Empat sub bab di bagian bab Praktik membuat saya lebih sadar kalau saya memang salah satu dari banyak orang yang main ponsel melulu. Ajakan untuk menyendiri membuat saya pengen lebih banyak menghabiskan waktu tanpa diganggu oleh siapa-siapa. Dan selama ini saya melakukannya dengan motoran, disamping saya memikirkan, merencanakan, mengaji diri, soal kehidupan yang sedang saya jalani. Di buku ini dikatakan tiga manfaat kesendirian adalah: ide-ide baru, pemahaman terhadap diri sendiri, dan kedekatan dengan orang lain.

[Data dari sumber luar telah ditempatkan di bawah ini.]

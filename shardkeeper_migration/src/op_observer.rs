//! Observers notified of every write before it commits.
//!
//! ```text
//!                 user write
//!                     │
//!                     ▼
//!   ╔═ OpObserverRegistry ══════════════╗
//!   ║  ┌─────────────────────────────┐  ║
//!   ║  │        OplogObserver        │──║──▶ ReplicationLog
//!   ║  └─────────────────────────────┘  ║
//!   ║                 │ op time,        ║
//!   ║                 ▼ write router    ║
//!   ║  ┌─────────────────────────────┐  ║
//!   ║  │  MigrationWriteInterceptor  │──║──▶ RecoveryUnit ─ ─ ▶ cloner
//!   ║  └─────────────────────────────┘  ║    (on commit)
//!   ╚═══════════════════════════════════╝
//! ```
//!
//! Observers run in registration order and share the [`WriteContext`] of the write. The first
//! observer to fail aborts the rest of the chain and the write.

use std::{fmt::Debug, sync::Arc};

use shardkeeper_types::{Document, DocumentKey, NamespaceString, OpTime};

use crate::{
    error::{Result, WriteError},
    write_context::{TransactionOperation, WriteContext},
};

/// Images of a document modified by an update.
#[derive(Debug, Clone, PartialEq)]
pub struct UpdateArgs {
    pub pre_image: Option<Document>,
    pub post_image: Document,
}

/// A participant in the write path. Every hook defaults to doing nothing.
pub trait OpObserver: Debug + Send + Sync {
    /// Name used when reporting a failure of this observer.
    fn name(&self) -> &'static str;

    fn on_insert(
        &self,
        _ctx: &mut WriteContext,
        _nss: &NamespaceString,
        _doc: &Document,
    ) -> Result<()> {
        Ok(())
    }

    fn on_update(
        &self,
        _ctx: &mut WriteContext,
        _nss: &NamespaceString,
        _args: &UpdateArgs,
    ) -> Result<()> {
        Ok(())
    }

    /// Called with the full document before it is deleted.
    fn about_to_delete(
        &self,
        _ctx: &mut WriteContext,
        _nss: &NamespaceString,
        _doc: &Document,
    ) -> Result<()> {
        Ok(())
    }

    fn on_delete(
        &self,
        _ctx: &mut WriteContext,
        _nss: &NamespaceString,
        _document_key: &DocumentKey,
    ) -> Result<()> {
        Ok(())
    }

    fn on_unprepared_transaction_commit(
        &self,
        _ctx: &mut WriteContext,
        _operations: &[TransactionOperation],
    ) -> Result<()> {
        Ok(())
    }

    fn on_transaction_prepare(
        &self,
        _ctx: &mut WriteContext,
        _operations: &[TransactionOperation],
    ) -> Result<()> {
        Ok(())
    }

    /// A prepared transaction applied on a node that is not primary, at the log position of the
    /// prepare entry.
    fn on_transaction_prepare_non_primary(
        &self,
        _ctx: &mut WriteContext,
        _operations: &[TransactionOperation],
        _prepare_op_time: OpTime,
    ) -> Result<()> {
        Ok(())
    }
}

/// The ordered observer chain.
#[derive(Debug, Default)]
pub struct OpObserverRegistry {
    observers: Vec<Arc<dyn OpObserver>>,
}

impl OpObserverRegistry {
    pub fn new() -> Self {
        Self::default()
    }

    pub fn add_observer(&mut self, observer: Arc<dyn OpObserver>) {
        self.observers.push(observer);
    }

    pub fn len(&self) -> usize {
        self.observers.len()
    }

    pub fn is_empty(&self) -> bool {
        self.observers.is_empty()
    }

    fn dispatch<F>(&self, ctx: &mut WriteContext, mut f: F) -> Result<()>
    where
        F: FnMut(&dyn OpObserver, &mut WriteContext) -> Result<()>,
    {
        for observer in &self.observers {
            f(observer.as_ref(), ctx).map_err(|source| WriteError::Observer {
                observer: observer.name(),
                source: Box::new(source),
            })?;
        }
        Ok(())
    }

    pub fn on_insert(
        &self,
        ctx: &mut WriteContext,
        nss: &NamespaceString,
        doc: &Document,
    ) -> Result<()> {
        self.dispatch(ctx, |o, ctx| o.on_insert(ctx, nss, doc))
    }

    pub fn on_update(
        &self,
        ctx: &mut WriteContext,
        nss: &NamespaceString,
        args: &UpdateArgs,
    ) -> Result<()> {
        self.dispatch(ctx, |o, ctx| o.on_update(ctx, nss, args))
    }

    pub fn about_to_delete(
        &self,
        ctx: &mut WriteContext,
        nss: &NamespaceString,
        doc: &Document,
    ) -> Result<()> {
        self.dispatch(ctx, |o, ctx| o.about_to_delete(ctx, nss, doc))
    }

    pub fn on_delete(
        &self,
        ctx: &mut WriteContext,
        nss: &NamespaceString,
        document_key: &DocumentKey,
    ) -> Result<()> {
        self.dispatch(ctx, |o, ctx| o.on_delete(ctx, nss, document_key))
    }

    /// Notify the chain that the transaction of `ctx` commits without a prepare.
    pub fn on_unprepared_transaction_commit(&self, ctx: &mut WriteContext) -> Result<()> {
        let operations = transaction_operations(ctx)?;
        self.dispatch(ctx, |o, ctx| {
            o.on_unprepared_transaction_commit(ctx, &operations)
        })
    }

    pub fn on_transaction_prepare(&self, ctx: &mut WriteContext) -> Result<()> {
        let operations = transaction_operations(ctx)?;
        self.dispatch(ctx, |o, ctx| o.on_transaction_prepare(ctx, &operations))
    }

    pub fn on_transaction_prepare_non_primary(
        &self,
        ctx: &mut WriteContext,
        prepare_op_time: OpTime,
    ) -> Result<()> {
        let operations = transaction_operations(ctx)?;
        self.dispatch(ctx, |o, ctx| {
            o.on_transaction_prepare_non_primary(ctx, &operations, prepare_op_time)
        })
    }
}

fn transaction_operations(ctx: &WriteContext) -> Result<Vec<TransactionOperation>> {
    ctx.transaction()
        .map(|txn| txn.operations().to_vec())
        .ok_or_else(|| WriteError::CommandFailed("no transaction in progress".to_string()))
}

#[cfg(test)]
mod tests {
    use parking_lot::Mutex;
    use shardkeeper_types::{ErrorCode, ShardKeyPattern};

    use super::*;
    use crate::test_util::doc;

    #[derive(Debug)]
    struct Recording {
        name: &'static str,
        fail: bool,
        calls: Arc<Mutex<Vec<&'static str>>>,
    }

    impl OpObserver for Recording {
        fn name(&self) -> &'static str {
            self.name
        }

        fn on_insert(
            &self,
            _ctx: &mut WriteContext,
            _nss: &NamespaceString,
            _doc: &Document,
        ) -> Result<()> {
            self.calls.lock().push(self.name);
            if self.fail {
                return Err(WriteError::MovePrimaryInProgress(NamespaceString::new(
                    "db", "orders",
                )));
            }
            Ok(())
        }
    }

    #[test]
    fn stops_at_first_failing_observer() {
        let calls = Arc::new(Mutex::new(vec![]));
        let mut registry = OpObserverRegistry::new();
        for (name, fail) in [("first", false), ("second", true), ("third", false)] {
            registry.add_observer(Arc::new(Recording {
                name,
                fail,
                calls: Arc::clone(&calls),
            }));
        }
        assert_eq!(3, registry.len());

        let mut ctx = WriteContext::new();
        let err = registry
            .on_insert(
                &mut ctx,
                &NamespaceString::new("db", "orders"),
                &doc(serde_json::json!({"_id": 1})),
            )
            .unwrap_err();
        assert_eq!(ErrorCode::MovePrimaryInProgress, err.code());
        assert!(matches!(err, WriteError::Observer { observer: "second", .. }));
        assert_eq!(vec!["first", "second"], *calls.lock());

        // default hooks do nothing
        let key = ShardKeyPattern::new(["x"])
            .unwrap()
            .document_key(&doc(serde_json::json!({"_id": 1, "x": 1})));
        registry
            .on_delete(&mut ctx, &NamespaceString::new("db", "orders"), &key)
            .unwrap();
    }

    #[test]
    fn transaction_hooks_require_a_transaction() {
        let registry = OpObserverRegistry::new();
        let err = registry
            .on_unprepared_transaction_commit(&mut WriteContext::new())
            .unwrap_err();
        assert_eq!(ErrorCode::CommandFailed, err.code());
    }
}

Jangan menekan "like" pada postingan orang lain hanya untuk membuktikan kalau kita peduli. Penulis menyarankan untuk membuktikan kepedulian kita dengan berjumpa atau menelepon. Di kebiasaan ini saya bukan termasuk yang suka menekan like pada sosial media.

Kita harus memiliki waktu santai yang produktif. Ingat, rebahan sepanjang hari dengan ponsel di tangan bukan bentuk menikmati waktu santai. Banyak kegiatan santai yang lebih berkualitas daripada sekadar tiduran sambil memantau media sosial.

Isi di buku ini bukan hanya menata kita dalam menggunakan teknologi seperti ponsel tapi justru menyasar bagaimana kita bisa menikmati kehidupan yang membahagiakan.

Saya sangat merekomendasikan buku ini dibaca kita semua sebelum kita menyesal karena merasa kekurangan waktu setiap harinya. Padahal kita sendiri yang belum keluar dari jeratan ponsel yang selalu kita pantau setiap saat. Dan saya bakal membaca ulang buku ini karena banyak poin yang menarik dan patut diingat-ingat lagi.

Gara-gara banyak disebutkan di dalam buku ini, saya juga jadi pengen segera baca buku Walden karya Hendry David Thoreau yang kebetulan bukunya sudah ada di timbunan.


  • Teknologi-teknologi ini semakin lama semakin mendikte cara kita berprilaku serta yang kita rasakan, dan entah bagaimana memaksa kita menggunakannya lebih sering dari seharusnya, acap kali dengan mengorbankan kegiatan lain yang lebih bernilai bagi kita (hal. 9)
  • Biaya sesuatu adalah jumlah waktu dalam hidup yang kita bersedia tukarkan untuk mendapatkannya, segera atau dalam jangka panjang (hal. 49)
  • Kita mudah tergoda oleh keuntungan tak seberapa yang ditawarkan beragam program aplikasi atau layanan terbaru, tetapi kemudian lupa dengan harga yang harus kita bayarkan atas sumber daya terpenting yang kita miliki: menit-menit dalam hidup kita (hal. 53)
  • Apakah teknologi ini dapat langsung menopang sesuatu yang sangat benilai bagiku? Inilah satu-satunya syarat untuk mengizinkan perangkat tersebut masuk ke hidup anda (hal. 94)


Nah, sekian ulasan dan kesan saya untuk buku ini. Terakhir, jaga kesehatan dan jangan lupa membaca buku!



2 komentar:

  1. Alhamdullilah baca postingan ini, kayaknya memang bener sih waktu kita tuh habis hanya untuk hal-hal yang gak penting"amat di layar hp, sy juga punya aplikasi sosmed hanya Ig dan shopee, tapi gak selalu update atau mantengin terus"an, kadang hp di mana saya di mana, gara"orang pada sibuk megang hp terus, kehidupan sosial agak sedikit terganggu, lagi pada duduk ngumpul tapi muka pada serius natap layar hp,saya suka sebel kalo udah gitu, wong ngumpul niatnya mau ngobrol malah pada sibuk main hp masing-masing 🙄

    BalasHapus
    Balasan
    1. Gara-gara buku ini saya hanya pakai IG dan X. Untuk apps Ecommerce sudah saya hapus, bakal saya instal kalau mau beli sesuatu. Dan bersyukur banget sudah enggak kecanduan main game di shopee. Bayangkan saja, ada waktu luang dikit, pasti buka game di shopee buat ngumpulin koinnya, tujuan koinnya buat belanja lagi, alhasil saban waktu bolak-balik liat ponsel.

      Sama satu lagi, saya mulai belajar menanam sayuran di rumah dengan polibag. Biar waktu senggangnya enggak untuk mainan ponsel terus. Hehe

      Pengalaman yang bikin gedeg, pas kumpul-kumpul malah sibuk sama ponsel masing-masing. Huft.